From a chance discovery by a French saltpetre manufacturer, iodine celebrates 200 years of use in industry and medical science in 2011

In Short
  • 200 years ago there was a race to confirm the disovery of iodine
  • Today it can help to protect our bodies against radiation damage 

This year is the bicentenary of the discovery of iodine by Paris saltpetre manufacturer Bernard Courtois, although it remained officially unrecorded for nearly two years. Fortunately, when details began to emerge late in 1813 the famous chemist Sir Humphry Davy and his assistant the young Michael Faraday were in Paris on a continental tour.
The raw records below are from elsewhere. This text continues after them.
//! Server-Sent Events stream of diagnostic snapshots.

use std::convert::Infallible;
use std::time::Duration;

use axum::extract::{Query, State};
use axum::response::sse::{Event, KeepAlive, Sse};
use diagnose::io::repo::RepoLocator;
use futures::stream::Stream;
use tracing::{debug, info, warn};

use crate::state::AppState;

/// GET /api/repoDiagnostic?org=..&name=.. - stream one diagnosis.
///
/// Every `data:` unit is a full JSON `DiagnosticState`. The stream ends after
/// the unit carrying `"complete": true`.
pub async fn repo_diagnostic_handler(
    State(state): State<AppState>,
    Query(locator): Query<RepoLocator>,
) -> Sse<impl Stream<Item = Result<Event, Infallible>>> {
    info!(org = %locator.org, name = %locator.name, "diagnosis requested");
    let mut rx = state.start_session(locator);

    let stream = async_stream::stream! {
        while let Some(snapshot) = rx.recv().await {
            let terminal = snapshot.complete;
            match serde_json::to_string(&snapshot) {
                Ok(json) => yield Ok(Event::default().data(json)),
                Err(err) => warn!(error = %err, "failed to encode diagnostic state"),
            }
            if terminal {
                debug!("terminal snapshot sent");
                break;
            }
        }
    };

    Sse::new(stream).keep_alive(
        KeepAlive::new()
            .interval(Duration::from_secs(15))
            .text("ping"),
    )
}
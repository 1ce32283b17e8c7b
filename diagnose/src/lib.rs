//! Tool-mediated deployability diagnosis for source repositories.
//!
//! A [`session::DiagnosticSession`] lets an external reasoning engine inspect a
//! repository through a small, schema-validated tool vocabulary and streams every
//! intermediate [`core::state::DiagnosticState`] to a single subscriber until a
//! terminal verdict is produced. The architecture enforces a strict separation:
//!
//! - **[`core`]**: Pure, deterministic logic (state monotonicity, phase
//!   transitions, the step guard). No I/O, fully testable in isolation.
//! - **[`io`]**: Side-effecting operations (directory walk, config files, prompt
//!   templates, repository lookup, the HTTP engine adapter).
//!
//! Orchestration modules ([`tools`], [`session`], [`stream`]) coordinate core
//! logic with I/O to run one diagnosis per request.

pub mod core;
pub mod engine;
pub mod io;
pub mod logging;
pub mod session;
pub mod stream;
#[cfg(any(test, feature = "test-support"))]
pub mod test_support;
pub mod tools;
pub mod tree;
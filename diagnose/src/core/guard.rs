//! Step guard evaluated before every engine invocation.
//!
//! The guard is the session's only liveness mechanism: once the step ceiling is
//! exceeded (or the engine yields a turn without calling any tool) the next
//! invocation is constrained to `final_answer`, and a bounded number of ignored
//! forced turns ends the session.

use std::fmt;

/// Why the next turn was constrained to `final_answer`.
#[derive(Debug, Clone, Copy, PartialEq, Eq)]
pub enum ForceReason {
    /// `step_count` exceeded the configured ceiling.
    StepCeiling,
    /// The previous turn produced narration only.
    EngineYielded,
}

/// What the next engine invocation is allowed to do.
#[derive(Debug, Clone, Copy, PartialEq, Eq)]
pub enum TurnDirective {
    /// The engine picks tools freely.
    Free,
    /// The engine must call `final_answer`.
    ForceFinalAnswer(ForceReason),
}

/// Loop counters the guard needs, owned by the session.
#[derive(Debug, Clone, Copy, Default, PartialEq, Eq)]
pub struct TurnProgress {
    /// Completed engine turns.
    pub step_count: u32,
    /// Previous turn ended without any tool invocation.
    pub yielded: bool,
    /// Consecutive forced turns that did not conclude the session.
    pub forced_turns: u32,
}

/// Raised when the engine ignores every forced `final_answer` turn.
#[derive(Debug, Clone, PartialEq, Eq)]
pub struct GuardExhausted {
    pub step_count: u32,
    pub forced_turns: u32,
}

impl fmt::Display for GuardExhausted {
    fn fmt(&self, f: &mut fmt::Formatter<'_>) -> fmt::Result {
        write!(
            f,
            "engine did not call final_answer after {} forced turns ({} steps)",
            self.forced_turns, self.step_count
        )
    }
}

impl std::error::Error for GuardExhausted {}

#[derive(Debug, Clone, Copy, PartialEq, Eq)]
pub struct StepGuard {
    step_ceiling: u32,
    forced_turn_limit: u32,
}

impl StepGuard {
    pub fn new(step_ceiling: u32, forced_turn_limit: u32) -> Self {
        Self {
            step_ceiling,
            forced_turn_limit,
        }
    }

    pub fn evaluate(&self, progress: &TurnProgress) -> Result<TurnDirective, GuardExhausted> {
        if progress.forced_turns >= self.forced_turn_limit {
            return Err(GuardExhausted {
                step_count: progress.step_count,
                forced_turns: progress.forced_turns,
            });
        }
        if progress.step_count > self.step_ceiling {
            return Ok(TurnDirective::ForceFinalAnswer(ForceReason::StepCeiling));
        }
        if progress.yielded {
            return Ok(TurnDirective::ForceFinalAnswer(ForceReason::EngineYielded));
        }
        Ok(TurnDirective::Free)
    }
}

#[cfg(test)]
mod tests {
    use super::*;

    #[test]
    fn free_until_ceiling_is_exceeded() {
        let guard = StepGuard::new(3, 2);
        for step_count in 0..=3 {
            let progress = TurnProgress {
                step_count,
                ..TurnProgress::default()
            };
            assert_eq!(guard.evaluate(&progress), Ok(TurnDirective::Free));
        }
        let progress = TurnProgress {
            step_count: 4,
            ..TurnProgress::default()
        };
        assert_eq!(
            guard.evaluate(&progress),
            Ok(TurnDirective::ForceFinalAnswer(ForceReason::StepCeiling))
        );
    }

    #[test]
    fn yielded_turn_forces_final_answer() {
        let guard = StepGuard::new(100, 2);
        let progress = TurnProgress {
            step_count: 1,
            yielded: true,
            forced_turns: 0,
        };
        assert_eq!(
            guard.evaluate(&progress),
            Ok(TurnDirective::ForceFinalAnswer(ForceReason::EngineYielded))
        );
    }

    #[test]
    fn ignored_forced_turns_exhaust_the_guard() {
        let guard = StepGuard::new(1, 2);
        let progress = TurnProgress {
            step_count: 4,
            yielded: false,
            forced_turns: 2,
        };
        let err = guard.evaluate(&progress).expect_err("exhausted");
        assert_eq!(err.forced_turns, 2);
        assert!(err.to_string().contains("did not call final_answer"));
    }
}
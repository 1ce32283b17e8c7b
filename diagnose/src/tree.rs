use std::borrow::Borrow;
use std::fmt;
use std::path::{Path, PathBuf};

use serde::{Deserialize, Serialize};

/// Opaque identifier minted by the file index.
///
/// Carries no meaning outside the session that minted it.
#[derive(Clone, Debug, PartialEq, Eq, Hash, PartialOrd, Ord, Serialize, Deserialize)]
#[serde(transparent)]
pub struct FileId(String);

impl FileId {
    pub(crate) fn new(raw: String) -> Self {
        Self(raw)
    }

    pub fn as_str(&self) -> &str {
        &self.0
    }
}

impl Borrow<str> for FileId {
    fn borrow(&self) -> &str {
        &self.0
    }
}

impl fmt::Display for FileId {
    fn fmt(&self, f: &mut fmt::Formatter<'_>) -> fmt::Result {
        f.write_str(&self.0)
    }
}

#[derive(Clone, Copy, Debug, PartialEq, Eq, Serialize, Deserialize)]
#[serde(rename_all = "lowercase")]
pub enum FileKind {
    File,
    Directory,
}

/// One entry discovered while indexing a repository.
///
/// `path` never leaves the index: it is skipped on serialization so the tree
/// summary handed to the engine only carries `{id, name, kind, children}`.
#[derive(Clone, Debug, Serialize, PartialEq, Eq)]
pub struct FileNode {
    pub id: FileId,
    #[serde(skip)]
    pub path: PathBuf,
    pub name: String,
    pub kind: FileKind,
    #[serde(skip_serializing_if = "Option::is_none")]
    pub children: Option<Vec<FileNode>>,
}

impl FileNode {
    pub fn file(id: FileId, path: &Path, name: String) -> Self {
        Self {
            id,
            path: path.to_path_buf(),
            name,
            kind: FileKind::File,
            children: None,
        }
    }

    pub fn directory(id: FileId, path: &Path, name: String) -> Self {
        Self {
            id,
            path: path.to_path_buf(),
            name,
            kind: FileKind::Directory,
            children: Some(Vec::new()),
        }
    }

    pub fn is_dir(&self) -> bool {
        self.kind == FileKind::Directory
    }

    pub fn children(&self) -> &[FileNode] {
        self.children.as_deref().unwrap_or_default()
    }

    /// Depth-first pre-order walk over this node and its descendants.
    pub fn walk(&self) -> Vec<&FileNode> {
        let mut out = Vec::new();
        walk_inner(self, &mut out);
        out
    }

    /// Find a descendant (or self) by name path relative to this node, e.g. `["src", "main.rs"]`.
    pub fn find(&self, names: &[&str]) -> Option<&FileNode> {
        let Some((first, rest)) = names.split_first() else {
            return Some(self);
        };
        self.children()
            .iter()
            .find(|child| child.name == *first)
            .and_then(|child| child.find(rest))
    }
}

fn walk_inner<'a>(node: &'a FileNode, out: &mut Vec<&'a FileNode>) {
    out.push(node);
    for child in node.children() {
        walk_inner(child, out);
    }
}

#[cfg(test)]
mod tests {
    use super::*;
    use serde_json::json;

    #[test]
    fn serialized_node_omits_path() {
        let mut dir = FileNode::directory(
            FileId::new("d1".to_string()),
            Path::new("/secret/repo"),
            "repo".to_string(),
        );
        dir.children.as_mut().expect("dir children").push(FileNode::file(
            FileId::new("f1".to_string()),
            Path::new("/secret/repo/a.ts"),
            "a.ts".to_string(),
        ));

        let value = serde_json::to_value(&dir).expect("serialize");
        assert_eq!(
            value,
            json!({
                "id": "d1",
                "name": "repo",
                "kind": "directory",
                "children": [{"id": "f1", "name": "a.ts", "kind": "file"}]
            })
        );
        assert!(!value.to_string().contains("/secret"));
    }

    #[test]
    fn find_follows_name_path() {
        let mut root = FileNode::directory(
            FileId::new("r".to_string()),
            Path::new("/r"),
            "r".to_string(),
        );
        let mut src = FileNode::directory(
            FileId::new("s".to_string()),
            Path::new("/r/src"),
            "src".to_string(),
        );
        src.children.as_mut().expect("src children").push(FileNode::file(
            FileId::new("m".to_string()),
            Path::new("/r/src/main.rs"),
            "main.rs".to_string(),
        ));
        root.children.as_mut().expect("root children").push(src);

        let found = root.find(&["src", "main.rs"]).expect("found");
        assert_eq!(found.id.as_str(), "m");
        assert!(root.find(&["missing"]).is_none());
        assert_eq!(root.walk().len(), 3);
    }
}
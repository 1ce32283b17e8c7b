//! System prompt rendering for diagnostic sessions.

use anyhow::{Context, Result};
use minijinja::{Environment, context};
use serde::Serialize;
use tracing::debug;

use crate::io::file_index::FileIndex;
use crate::tools::{FINAL_ANSWER, ToolSpec};

const DIAGNOSE_TEMPLATE: &str = include_str!("prompts/diagnose.md");

#[derive(Debug, Clone, Serialize)]
struct ToolContext {
    name: &'static str,
    description: &'static str,
}

/// Template engine wrapper around minijinja.
pub struct PromptEngine {
    env: Environment<'static>,
}

impl Default for PromptEngine {
    fn default() -> Self {
        Self::new()
    }
}

impl PromptEngine {
    pub fn new() -> Self {
        let mut env = Environment::new();
        env.add_template("diagnose", DIAGNOSE_TEMPLATE)
            .expect("diagnose template should be valid");
        Self { env }
    }

    /// Render the engine instructions: project tree, task, tool list, rules.
    pub fn render_instructions(&self, index: &FileIndex, tools: &[ToolSpec]) -> Result<String> {
        let tree = index.serialize()?;
        let tree_json = serde_json::to_string(&tree).context("encode project tree")?;
        let tools = tools
            .iter()
            .map(|spec| ToolContext {
                name: spec.name,
                description: spec.description,
            })
            .collect::<Vec<_>>();

        let template = self.env.get_template("diagnose")?;
        let rendered = template.render(context! {
            tree => tree_json,
            tools => tools,
            final_tool => FINAL_ANSWER,
        })?;
        debug!(bytes = rendered.len(), "rendered diagnose instructions");
        Ok(rendered)
    }
}
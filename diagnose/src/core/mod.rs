//! Deterministic, pure logic shared by the diagnosis engine.
//!
//! Core modules must be free of I/O side effects. They operate on in-memory
//! data structures and return deterministic outputs suitable for tests.

pub mod guard;
pub mod phase;
pub mod state;
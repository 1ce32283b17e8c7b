//! Repository preparation boundary.
//!
//! Fetching and unpacking repositories is someone else's job. A session only
//! needs to know whether a local source root is available and where it is.

use std::path::{Path, PathBuf};

use async_trait::async_trait;
use serde::Deserialize;
use tracing::{debug, warn};

/// Directory name used for unpacked sources inside a prepared checkout.
pub const SOURCE_DIR: &str = "__SOURCE_CODE__";

/// Identifies the repository a client asked about.
#[derive(Debug, Clone, PartialEq, Eq, Deserialize)]
pub struct RepoLocator {
    pub org: String,
    pub name: String,
}

/// Outcome of preparing a repository on local storage.
#[derive(Debug, Clone, PartialEq, Eq)]
pub struct Prepared {
    pub success: bool,
    pub root_path: Option<PathBuf>,
}

impl Prepared {
    pub fn ready(root_path: PathBuf) -> Self {
        Self {
            success: true,
            root_path: Some(root_path),
        }
    }

    pub fn failed() -> Self {
        Self {
            success: false,
            root_path: None,
        }
    }
}

/// Makes a repository available locally.
#[async_trait]
pub trait RepoPreparer: Send + Sync {
    async fn prepare(&self, locator: &RepoLocator) -> Prepared;
}

/// Serves repositories already present under `<repos_dir>/<org>/<name>`.
#[derive(Debug, Clone)]
pub struct LocalPreparer {
    repos_dir: PathBuf,
}

impl LocalPreparer {
    pub fn new(repos_dir: impl Into<PathBuf>) -> Self {
        Self {
            repos_dir: repos_dir.into(),
        }
    }

    fn locate(&self, locator: &RepoLocator) -> Option<PathBuf> {
        if !is_plain_segment(&locator.org) || !is_plain_segment(&locator.name) {
            warn!(org = %locator.org, name = %locator.name, "rejecting repository locator");
            return None;
        }
        let checkout = self.repos_dir.join(&locator.org).join(&locator.name);
        let source = checkout.join(SOURCE_DIR);
        let root = if source.is_dir() { source } else { checkout };
        if !root.is_dir() {
            return None;
        }

        let base = self.repos_dir.canonicalize().ok()?;
        let real = root.canonicalize().ok()?;
        if !real.starts_with(&base) {
            warn!(path = %real.display(), "repository escapes repos_dir");
            return None;
        }
        Some(real)
    }
}

#[async_trait]
impl RepoPreparer for LocalPreparer {
    async fn prepare(&self, locator: &RepoLocator) -> Prepared {
        match self.locate(locator) {
            Some(root) => {
                debug!(root = %root.display(), "repository prepared");
                Prepared::ready(root)
            }
            None => {
                warn!(org = %locator.org, name = %locator.name, "repository not available");
                Prepared::failed()
            }
        }
    }
}

fn is_plain_segment(segment: &str) -> bool {
    !segment.is_empty()
        && segment != "."
        && segment != ".."
        && segment
            .chars()
            .all(|c| c.is_ascii_alphanumeric() || matches!(c, '-' | '_' | '.'))
        && Path::new(segment).components().count() == 1
}
//! Single-subscriber delivery of diagnostic snapshots.
//!
//! A [`SessionStreamer`] owns the sending half of a bounded channel. The first
//! terminal push takes the sender out of its slot and drops it, which closes
//! the channel; every later push finds the slot empty and does nothing. The
//! slot sits behind an async mutex so concurrent pushes are serialized in
//! arrival order.

use tokio::sync::{Mutex, mpsc};
use tracing::debug;

use crate::core::state::DiagnosticState;

/// Create a streamer and the receiver its subscriber reads from.
pub fn channel(capacity: usize) -> (SessionStreamer, mpsc::Receiver<DiagnosticState>) {
    let (tx, rx) = mpsc::channel(capacity.max(1));
    (
        SessionStreamer {
            sender: Mutex::new(Some(tx)),
        },
        rx,
    )
}

#[derive(Debug)]
pub struct SessionStreamer {
    sender: Mutex<Option<mpsc::Sender<DiagnosticState>>>,
}

impl SessionStreamer {
    /// Deliver `state`; when `terminal` is set, close the stream afterwards.
    ///
    /// Returns `false` if the stream was already closed by an earlier terminal
    /// push. A subscriber that went away is not an error: the push still counts
    /// and the session carries on.
    pub async fn push(&self, state: DiagnosticState, terminal: bool) -> bool {
        let mut slot = self.sender.lock().await;
        let Some(sender) = slot.as_ref() else {
            debug!(terminal, "push after close ignored");
            return false;
        };

        if sender.send(state).await.is_err() {
            debug!("subscriber disconnected, snapshot dropped");
        }
        if terminal {
            slot.take();
            debug!("session stream closed");
        }
        true
    }

    pub async fn is_closed(&self) -> bool {
        self.sender.lock().await.is_none()
    }
}

#[cfg(test)]
mod tests {
    use std::sync::Arc;

    use super::*;

    fn state(summary: &str) -> DiagnosticState {
        DiagnosticState {
            project_summary: summary.to_string(),
            ..DiagnosticState::default()
        }
    }

    #[tokio::test]
    async fn delivers_in_order_and_closes_on_terminal() {
        let (streamer, mut rx) = channel(8);
        assert!(streamer.push(state("one"), false).await);
        assert!(streamer.push(state("two"), false).await);
        assert!(streamer.push(state("done"), true).await);
        assert!(streamer.is_closed().await);

        let mut seen = Vec::new();
        while let Some(next) = rx.recv().await {
            seen.push(next.project_summary);
        }
        assert_eq!(seen, vec!["one", "two", "done"]);
    }

    #[tokio::test]
    async fn pushes_after_terminal_are_noops() {
        let (streamer, mut rx) = channel(8);
        assert!(streamer.push(state("final"), true).await);
        assert!(!streamer.push(state("late"), false).await);
        assert!(!streamer.push(state("late terminal"), true).await);

        assert_eq!(rx.recv().await.expect("final").project_summary, "final");
        assert!(rx.recv().await.is_none());
    }

    #[tokio::test]
    async fn dropped_subscriber_is_ignored() {
        let (streamer, rx) = channel(1);
        drop(rx);
        assert!(streamer.push(state("nobody listening"), false).await);
        assert!(streamer.push(state("still fine"), true).await);
        assert!(streamer.is_closed().await);
    }

    #[tokio::test]
    async fn concurrent_terminal_pushes_close_once() {
        let (streamer, mut rx) = channel(16);
        let streamer = Arc::new(streamer);

        let handles: Vec<_> = (0..8)
            .map(|n| {
                let streamer = Arc::clone(&streamer);
                tokio::spawn(async move { streamer.push(state(&format!("t{n}")), true).await })
            })
            .collect();

        let mut accepted = 0;
        for handle in handles {
            if handle.await.expect("join") {
                accepted += 1;
            }
        }
        assert_eq!(accepted, 1);

        let mut received = 0;
        while rx.recv().await.is_some() {
            received += 1;
        }
        assert_eq!(received, 1);
    }
}
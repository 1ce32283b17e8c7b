//! Diagnosis configuration stored as TOML.

use std::fs;
use std::path::Path;

use anyhow::{Context, Result, anyhow};
use serde::Deserialize;

/// Diagnosis configuration (TOML).
///
/// Missing fields default to the values below, so an empty or absent file is a
/// valid configuration.
#[derive(Debug, Clone, Deserialize, PartialEq)]
#[serde(default)]
pub struct DiagnoseConfig {
    /// Engine turns allowed before the next turn is forced to `final_answer`.
    pub step_ceiling: u32,

    /// Consecutive forced turns tolerated before the session errors.
    pub forced_turn_limit: u32,

    /// Truncate `read_file_by_id` output beyond this many bytes.
    pub max_file_bytes: usize,

    /// Buffered snapshots between a session and its subscriber.
    pub channel_capacity: usize,

    /// First user message sent to the engine.
    pub task_message: String,

    pub engine: EngineConfig,
}

#[derive(Debug, Clone, Deserialize, PartialEq)]
#[serde(default)]
pub struct EngineConfig {
    /// OpenAI-compatible chat completions endpoint.
    pub endpoint: String,
    pub model: String,
    /// Environment variable holding the bearer token.
    pub api_key_env: String,
    /// Per-request HTTP timeout in seconds.
    pub timeout_secs: u64,
    pub max_tokens: u32,
    pub temperature: Option<f32>,
}

impl Default for EngineConfig {
    fn default() -> Self {
        Self {
            endpoint: "https://api.openai.com/v1/chat/completions".to_string(),
            model: "gpt-4o".to_string(),
            api_key_env: "DIAGNOSE_API_KEY".to_string(),
            timeout_secs: 120,
            max_tokens: 4096,
            temperature: None,
        }
    }
}

impl Default for DiagnoseConfig {
    fn default() -> Self {
        Self {
            step_ceiling: 100,
            forced_turn_limit: 3,
            max_file_bytes: 200_000,
            channel_capacity: 64,
            task_message: "check this project for deployability".to_string(),
            engine: EngineConfig::default(),
        }
    }
}

impl DiagnoseConfig {
    pub fn validate(&self) -> Result<()> {
        if self.forced_turn_limit == 0 {
            return Err(anyhow!("forced_turn_limit must be > 0"));
        }
        if self.max_file_bytes == 0 {
            return Err(anyhow!("max_file_bytes must be > 0"));
        }
        if self.channel_capacity == 0 {
            return Err(anyhow!("channel_capacity must be > 0"));
        }
        if self.task_message.trim().is_empty() {
            return Err(anyhow!("task_message must not be empty"));
        }
        if self.engine.endpoint.trim().is_empty() {
            return Err(anyhow!("engine.endpoint must not be empty"));
        }
        if self.engine.model.trim().is_empty() {
            return Err(anyhow!("engine.model must not be empty"));
        }
        if self.engine.timeout_secs == 0 {
            return Err(anyhow!("engine.timeout_secs must be > 0"));
        }
        Ok(())
    }
}

/// Load config from a TOML file.
///
/// If the file is missing, returns `DiagnoseConfig::default()`.
pub fn load_config(path: &Path) -> Result<DiagnoseConfig> {
    if !path.exists() {
        let cfg = DiagnoseConfig::default();
        cfg.validate()?;
        return Ok(cfg);
    }
    let contents = fs::read_to_string(path).with_context(|| format!("read {}", path.display()))?;
    let cfg: DiagnoseConfig =
        toml::from_str(&contents).with_context(|| format!("parse {}", path.display()))?;
    cfg.validate()?;
    Ok(cfg)
}
//! Demo server: ensures the database and hospital tables exist, then mounts
//! common and API routes.

use hospital_sdk::{
    api_routes, common_routes_with_ready, ensure_database_exists, ensure_hospital_tables, AppState,
};
use axum::Router;
use tokio::net::TcpListener;
use tracing_subscriber::EnvFilter;

#[tokio::main]
async fn main() -> Result<(), Box<dyn std::error::Error>> {
    dotenvy::dotenv().ok();
    tracing_subscriber::fmt()
        .with_env_filter(
            EnvFilter::try_from_default_env()
                .unwrap_or_else(|_| EnvFilter::new("hospital_sdk=info")),
        )
        .init();

    let database_url = std::env::var("DATABASE_URL")
        .unwrap_or_else(|_| "postgres://localhost/hospital".into());
    ensure_database_exists(&database_url).await?;
    let pool = sqlx::postgres::PgPoolOptions::new()
        .max_connections(5)
        .connect(&database_url)
        .await?;

    ensure_hospital_tables(&pool).await?;
    let state = AppState::new(pool);

    let app = Router::new()
        .merge(common_routes_with_ready(state.clone()))
        .nest("/api/v1", api_routes(state));

    let bind_addr = std::env::var("BIND_ADDR").unwrap_or_else(|_| "0.0.0.0:3000".into());
    let listener = TcpListener::bind(&bind_addr).await?;
    tracing::info!("listening on {}", listener.local_addr()?);
    axum::serve(listener, app).await?;
    Ok(())
}
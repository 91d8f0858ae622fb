//! Remote data-service boundary: tagged raw errors, their normalized form,
//! and guarded execution so callers always receive a `(data, error)` pair.

mod error;
mod guard;

pub use error::{ErrorDetails, RemoteError};
pub use guard::{DiagnosticSink, Guard, NullSink, Outcome, Reply, TracingSink};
Despite the Napoleonic wars (1796-1815) between Britain and France, they had been granted passports by the French government in recognition of Davy's fame. Faraday's journal for 1 December reads:

On this and the preceding day Sir H. Davy made many new experiments on the substance discovered by 
M. Courtois ... M. Clément has lately read a paper on it at the Institute, in which he says it is procured from the ashes of seaweeds by lixiviation and treatment with sulphuric acid: he conceives it to be a new supporter of combustion. 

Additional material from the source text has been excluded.